Men, Women, and Children
Silent Uproar: The band was originally named Torpedo, right? Why the name change?
Todd: We were originally called Easy Tiger actually, and had some trademark issues because there is a band called that in Chicago who had the name and had it copyrighted. So then we changed it to Torpedo and the same thing happened. Then we settled on Men, Women, and Children which is better than all the other names I think, so it worked out.
SU: How did you all meet to form the band?
Todd: I kind of knew everyone. Five out of the six people are from New York, and I knew Nick and knew he played keyboard so I called him up and we started making songs.
SU: You mentioned when we were walking across the street that you have been working on the album the last two years.
TJ: Yeah, more or less.
SU: Well I think the public has none about you for a much shorter period of time.
Todd: Definitely, it wasn’t really known if this was going to be a real thing or a serious thing at least the first six months or so. We just figured we would make some songs and put them on the internet and just see what happens. I had some other stuff going on, or I thought I had other stuff going on. It just kind of blossomed.
SU: Who set the direction for the band? When you have 6 people, usually there are one or two that kind of define how things are going to be.
Todd: It is definitely a collective. The 6th member is our friend Jay, and he wasn’t really part of the writing process at all. We brought him in because there was so much stuff going on and so much vocals and extra guitar parts that we brought him in after the record was recorded. So we actually brought him in about two months ago. As far as the five of us, the four us right the songs and then give it to TJ…
TJ: I put words and melodies on top of it…
Todd: It’s definitely an interesting mesh.
SU: Do you all have pretty different tastes musically?
Todd: I would say everyone has the same and different.
SU: On September 4th you made a post saying you were in the studio having Gareth Jones work on the record, yet a month later I get an advance in the mail. Had you already recorded everything at that point and it was just a mixing session or what?

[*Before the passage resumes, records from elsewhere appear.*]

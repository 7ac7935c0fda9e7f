//! API error types and conversions

use axum::{
    Json,
    http::StatusCode,
    response::{IntoResponse, Response},
};
use serde_json::json;
use tracing::error;

use crate::engine::EngineError;
use crate::storage::StorageError;

/// API result type
pub type ApiResult<T> = Result<T, ApiError>;

/// API error types
#[derive(Debug)]
pub enum ApiError {
    /// Storage operation failed
    Storage(String),

    /// Invalid request body or reference
    InvalidRequest(String),

    /// Resource not found
    NotFound(String),

    /// Internal server error
    Internal(String),
}

impl IntoResponse for ApiError {
    fn into_response(self) -> Response {
        let (status, error_message) = match self {
            ApiError::Storage(msg) => (StatusCode::INTERNAL_SERVER_ERROR, msg),
            ApiError::InvalidRequest(msg) => (StatusCode::BAD_REQUEST, msg),
            ApiError::NotFound(msg) => (StatusCode::NOT_FOUND, msg),
            ApiError::Internal(msg) => (StatusCode::INTERNAL_SERVER_ERROR, msg),
        };

        if status.is_server_error() {
            error!("request failed: {error_message}");
        }

        let body = Json(json!({
            "error": error_message,
        }));

        (status, body).into_response()
    }
}

impl From<StorageError> for ApiError {
    fn from(err: StorageError) -> Self {
        match err {
            StorageError::InvalidReference(msg) => ApiError::InvalidRequest(msg),
            other => ApiError::Storage(other.to_string()),
        }
    }
}

impl From<EngineError> for ApiError {
    fn from(err: EngineError) -> Self {
        match err {
            EngineError::NotFound { .. } => ApiError::NotFound(err.to_string()),
            EngineError::Storage(err) => err.into(),
        }
    }
}

impl From<anyhow::Error> for ApiError {
    fn from(err: anyhow::Error) -> Self {
        ApiError::Internal(format!("{err:#}"))
    }
}
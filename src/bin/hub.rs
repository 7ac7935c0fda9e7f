use std::sync::Arc;

use anyhow::Context;
use clap::Parser;
use server_inventory::{
    StatusEngine,
    actors::SchedulerHandle,
    api::{ApiConfig, ApiState, spawn_api_server},
    config::{Config, StorageConfig, read_config_file},
    monitors::NetworkProber,
    storage::{MemoryStore, StatusStore, sqlite::SqliteStore},
};
use tokio::sync::broadcast;
use tracing::{debug, info, level_filters::LevelFilter, trace, warn};
use tracing_subscriber::{filter, layer::SubscriberExt, util::SubscriberInitExt};

#[derive(Debug, Clone, Parser)]
struct Args {
    /// Config file (JSON); defaults apply when omitted
    #[arg(short)]
    file: Option<String>,

    /// Run a single cycle, print its report and exit
    #[arg(long)]
    once: bool,
}

fn init() {
    let filter = filter::Targets::new().with_targets(vec![
        ("server_inventory", LevelFilter::DEBUG),
        ("inventory_hub", LevelFilter::TRACE),
        ("tower_http", LevelFilter::DEBUG),
    ]);
    tracing_subscriber::registry()
        .with(
            tracing_subscriber::fmt::layer()
                .with_writer(std::io::stderr)
                .compact()
                .with_ansi(false),
        )
        .with(filter)
        .init();
}

async fn open_store(config: &Config) -> anyhow::Result<Arc<dyn StatusStore>> {
    match config.storage.clone().unwrap_or_default() {
        StorageConfig::None => {
            warn!("using in-memory storage, the inventory is lost on exit");
            Ok(Arc::new(MemoryStore::new()))
        }
        StorageConfig::Sqlite { path } => {
            info!("opening SQLite inventory at {}", path.display());
            let store = SqliteStore::new(&path)
                .await
                .with_context(|| format!("failed to open {}", path.display()))?;
            Ok(Arc::new(store))
        }
    }
}

#[tokio::main]
async fn main() -> anyhow::Result<()> {
    dotenv::dotenv().ok();
    init();
    let args = Args::parse();
    trace!("started with args: {args:?}");

    let config = match &args.file {
        Some(file) => read_config_file(file)?,
        None => Config::default(),
    };
    debug!("poller settings: {:?}", config.poller);

    let store = open_store(&config).await?;
    let prober = NetworkProber::new(config.poller.timeout(), config.poller.ping)
        .context("failed to build HTTP client")?;
    let engine = Arc::new(StatusEngine::new(
        store,
        Arc::new(prober),
        config.poller.max_concurrent_probes,
    ));

    if args.once {
        let report = engine.run_cycle().await?;
        println!("{}", serde_json::to_string_pretty(&report)?);
        return Ok(());
    }

    let (event_tx, _) = broadcast::channel(16);
    let scheduler = SchedulerHandle::spawn(Arc::clone(&engine), config.poller.interval(), event_tx);

    if config.api.enabled {
        let state = ApiState::new(engine, Some(scheduler.clone()));
        spawn_api_server(ApiConfig::from(&config.api), state).await?;
    }

    tokio::signal::ctrl_c()
        .await
        .context("failed to listen for shutdown signal")?;
    info!("shutting down");
    scheduler.shutdown().await?;

    Ok(())
}
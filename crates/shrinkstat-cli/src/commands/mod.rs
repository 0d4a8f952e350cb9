//! Command implementations for shrinkstat

pub mod prune;
pub mod report;

pub use prune::PruneArgs;
pub use report::ReportArgs;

Todd: He was mixing it. Yeah, we mastered a week and a half ago, and we had more notes we sent in this morning. I think it is going to come out in late January of early February.

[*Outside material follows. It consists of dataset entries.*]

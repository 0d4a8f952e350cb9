//! Fuzzes statistic record parsing and area reduction.
//!
//! Run with:
//!   cargo +nightly fuzz run fuzz_run_record
#![no_main]
use libfuzzer_sys::fuzz_target;
use shrinkstat_core::{AreaReport, RunRecord};

fuzz_target!(|data: &[u8]| {
    let Ok(text) = std::str::from_utf8(data) else {
        return;
    };
    let Ok(record) = RunRecord::from_json(text) else {
        return;
    };
    let records = [record.clone(), record];
    let areas: Vec<String> = records[0].total_line.keys().cloned().collect();
    for area in areas {
        // Errors are expected for malformed records, panics are not.
        if let Ok(report) = AreaReport::compute(&records, &area) {
            assert_eq!(report.line_shrink.len(), report.line_error_aligned.len() + 1);
        }
    }
});
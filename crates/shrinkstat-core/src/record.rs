//! Statistic records written by the reduction pipeline.
//!
//! One record describes one reduced test case. For every area it holds the
//! line count seen before each reduction pass (`totalLine`) and the number of
//! failing lines removed by each pass (`errorLine`).

use serde::{Deserialize, Serialize};
use std::collections::BTreeMap;
use std::path::{Path, PathBuf};

use crate::error::StatsError;
use crate::Result;

const TOTAL_LINE: &str = "totalLine";
const ERROR_LINE: &str = "errorLine";

/// Per-area reduction history of a single run.
#[derive(Debug, Clone, Default, PartialEq, Eq, Serialize, Deserialize)]
#[serde(rename_all = "camelCase")]
pub struct RunRecord {
    /// Line count observed at each pass, keyed by area.
    pub total_line: BTreeMap<String, Vec<u64>>,
    /// Lines removed by each pass, keyed by area.
    pub error_line: BTreeMap<String, Vec<u64>>,
    #[serde(skip)]
    origin: Option<PathBuf>,
}

impl RunRecord {
    /// Empty history with one empty sequence per area in both mappings.
    pub fn with_areas<I, S>(areas: I) -> Self
    where
        I: IntoIterator<Item = S>,
        S: Into<String>,
    {
        let mut record = Self::default();
        for area in areas {
            let area = area.into();
            record.total_line.insert(area.clone(), Vec::new());
            record.error_line.insert(area, Vec::new());
        }
        record
    }

    /// Append one pass observation for `area`.
    pub fn record_pass(&mut self, area: &str, total_lines: u64, error_lines: u64) {
        self.total_line
            .entry(area.to_string())
            .or_default()
            .push(total_lines);
        self.error_line
            .entry(area.to_string())
            .or_default()
            .push(error_lines);
    }

    /// Attach the path this record was read from.
    #[must_use]
    pub fn with_origin(mut self, path: impl Into<PathBuf>) -> Self {
        self.origin = Some(path.into());
        self
    }

    /// Path this record was read from, if any.
    pub fn origin(&self) -> Option<&Path> {
        self.origin.as_deref()
    }

    /// Human-readable origin used in error messages.
    pub fn origin_label(&self) -> String {
        match &self.origin {
            Some(path) => path.display().to_string(),
            None => "<in-memory record>".to_string(),
        }
    }

    /// `totalLine[area]`.
    ///
    /// # Errors
    ///
    /// Returns [`StatsError::MissingArea`] if the record has no entry for `area`.
    pub fn total_line(&self, area: &str) -> Result<&[u64]> {
        self.total_line
            .get(area)
            .map(Vec::as_slice)
            .ok_or_else(|| StatsError::missing_area(TOTAL_LINE, area, self.origin_label()))
    }

    /// `errorLine[area]`.
    ///
    /// # Errors
    ///
    /// Returns [`StatsError::MissingArea`] if the record has no entry for `area`.
    pub fn error_line(&self, area: &str) -> Result<&[u64]> {
        self.error_line
            .get(area)
            .map(Vec::as_slice)
            .ok_or_else(|| StatsError::missing_area(ERROR_LINE, area, self.origin_label()))
    }

    /// Line count before any reduction pass ran.
    ///
    /// # Errors
    ///
    /// Returns [`StatsError::MissingArea`] if the area is absent and
    /// [`StatsError::EmptyTotalLine`] if its sequence is empty.
    pub fn first_total(&self, area: &str) -> Result<u64> {
        self.total_line(area)?
            .first()
            .copied()
            .ok_or_else(|| StatsError::EmptyTotalLine {
                area: area.to_string(),
                origin: self.origin_label(),
            })
    }

    /// Number of samples recorded after the first one.
    ///
    /// # Errors
    ///
    /// Same as [`RunRecord::first_total`].
    pub fn extra_samples(&self, area: &str) -> Result<u64> {
        let samples = self.total_line(area)?;
        match samples.len().checked_sub(1) {
            Some(extra) => u64::try_from(extra)
                .ok()
                .ok_or_else(|| StatsError::overflow(area)),
            None => Err(StatsError::EmptyTotalLine {
                area: area.to_string(),
                origin: self.origin_label(),
            }),
        }
    }

    /// Parse a record from JSON text.
    ///
    /// # Errors
    ///
    /// Returns the JSON error when the text is not a valid record.
    pub fn from_json(text: &str) -> std::result::Result<Self, serde_json::Error> {
        serde_json::from_str(text)
    }
}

SU: How does it feel touring on it now since no one has really heard the music yet?
Todd: It’s great to get out so early and get a tour like this so in advance. It could be a lot harder, but it is hard because no one knows who we are. We did some shows ourselves and just with our friends’ bands before this and it is great to be out so in advance.
SU: A lot of bands are putting out Eps and then releasing a full-length a month or two later, why didn’t you go that route?

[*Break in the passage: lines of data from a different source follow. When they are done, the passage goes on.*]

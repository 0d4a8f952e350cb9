//! Where statistic files live and which areas to aggregate.

use serde::{Deserialize, Serialize};
use std::collections::HashSet;
use std::path::{Path, PathBuf};

use crate::error::StatsError;
use crate::Result;

/// Built-in layout, embedded at compile time.
pub const DEFAULT_LAYOUT_YAML: &str = include_str!("default_layout.yaml");

/// Input layout loaded from a static configuration source.
#[derive(Debug, Clone, PartialEq, Eq, Serialize, Deserialize)]
pub struct StatLayout {
    /// Areas to aggregate, in report order.
    pub areas: Vec<String>,
    /// Result directories, in read order.
    pub sources: Vec<StatSource>,
}

/// One result directory. Files are read from `dir/subdir` when `subdir` is
/// set, otherwise from `dir` itself.
#[derive(Debug, Clone, PartialEq, Eq, Serialize, Deserialize)]
pub struct StatSource {
    /// Result directory, relative to the root.
    pub dir: PathBuf,
    /// Optional nested directory holding the files.
    #[serde(default, skip_serializing_if = "Option::is_none")]
    pub subdir: Option<String>,
}

impl StatSource {
    /// Directory holding this source's statistic files, relative to `root`.
    pub fn resolve(&self, root: &Path) -> PathBuf {
        let base = root.join(&self.dir);
        match &self.subdir {
            Some(subdir) => base.join(subdir),
            None => base,
        }
    }
}

impl StatLayout {
    /// Load the built-in layout.
    ///
    /// # Errors
    ///
    /// Returns [`StatsError::Layout`] if the embedded YAML does not parse.
    pub fn builtin() -> Result<Self> {
        Self::from_yaml(DEFAULT_LAYOUT_YAML)
    }

    /// Parse and validate a layout from YAML text.
    ///
    /// # Errors
    ///
    /// Returns [`StatsError::Layout`] on malformed YAML and
    /// [`StatsError::InvalidLayout`] if validation fails.
    pub fn from_yaml(text: &str) -> Result<Self> {
        let layout: Self = serde_yaml::from_str(text)?;
        layout.validate()?;
        Ok(layout)
    }

    /// Load a layout override from a file.
    ///
    /// # Errors
    ///
    /// Returns [`StatsError::Io`] if the file cannot be read, otherwise as
    /// [`StatLayout::from_yaml`].
    pub fn load(path: &Path) -> Result<Self> {
        let text = std::fs::read_to_string(path).map_err(|e| StatsError::io(path, e))?;
        Self::from_yaml(&text)
    }

    /// Replace the area list, keeping the sources.
    ///
    /// # Errors
    ///
    /// Returns [`StatsError::InvalidLayout`] if the new list is empty or has
    /// duplicates.
    pub fn with_areas(mut self, areas: Vec<String>) -> Result<Self> {
        self.areas = areas;
        self.validate()?;
        Ok(self)
    }

    /// Check that the layout names at least one area and one source, and no
    /// area twice.
    ///
    /// # Errors
    ///
    /// Returns [`StatsError::InvalidLayout`] describing the first problem.
    pub fn validate(&self) -> Result<()> {
        if self.areas.is_empty() {
            return Err(StatsError::InvalidLayout("no areas configured".into()));
        }
        if self.sources.is_empty() {
            return Err(StatsError::InvalidLayout("no sources configured".into()));
        }
        let mut seen = HashSet::new();
        for area in &self.areas {
            if area.is_empty() {
                return Err(StatsError::InvalidLayout("empty area name".into()));
            }
            if !seen.insert(area.as_str()) {
                return Err(StatsError::InvalidLayout(format!(
                    "area '{area}' listed twice"
                )));
            }
        }
        Ok(())
    }
}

Todd: We thought about it, but it isn’t so in advance really. Most bands form, play some shows, do a tour, and build themselves up. The way this band formed was different than that, we recorded the record then started playing some shows.
TJ: Yeah, our first shows were right before we worked on the record.
SU: Do you think that influenced the sound at all? The album has a very studio sound to it, as opposed to a really live sound.
TJ: A lot of the stuff is from the demos we did. There are also a lot of dirty things on it even though overall…
Todd: It’s weird because the way we wrote the songs was extremely spontaneous, but extremely though out. We wrote the songs and the demos are almost the same thing as the record. We wrote the songs in a room with just us, guitars, bass, vocals, drums and we recorded them the next day or that night on ProTools. So we just threw them down and it was thought out, but just done. Then, all the keyboards and beats and all that is what was really thought out.
TJ: If you are listening for the elements then like tonight how we played, that is the live element. These other things are things that we wanted to add, the strings, the horns, those are the things we used to make the album we wanted. The show you saw is not how we want to come across, the other things on top of it is what brings a life to the band, there are so many other elements to it.
SU: How did you hook up with Warner/Reprise?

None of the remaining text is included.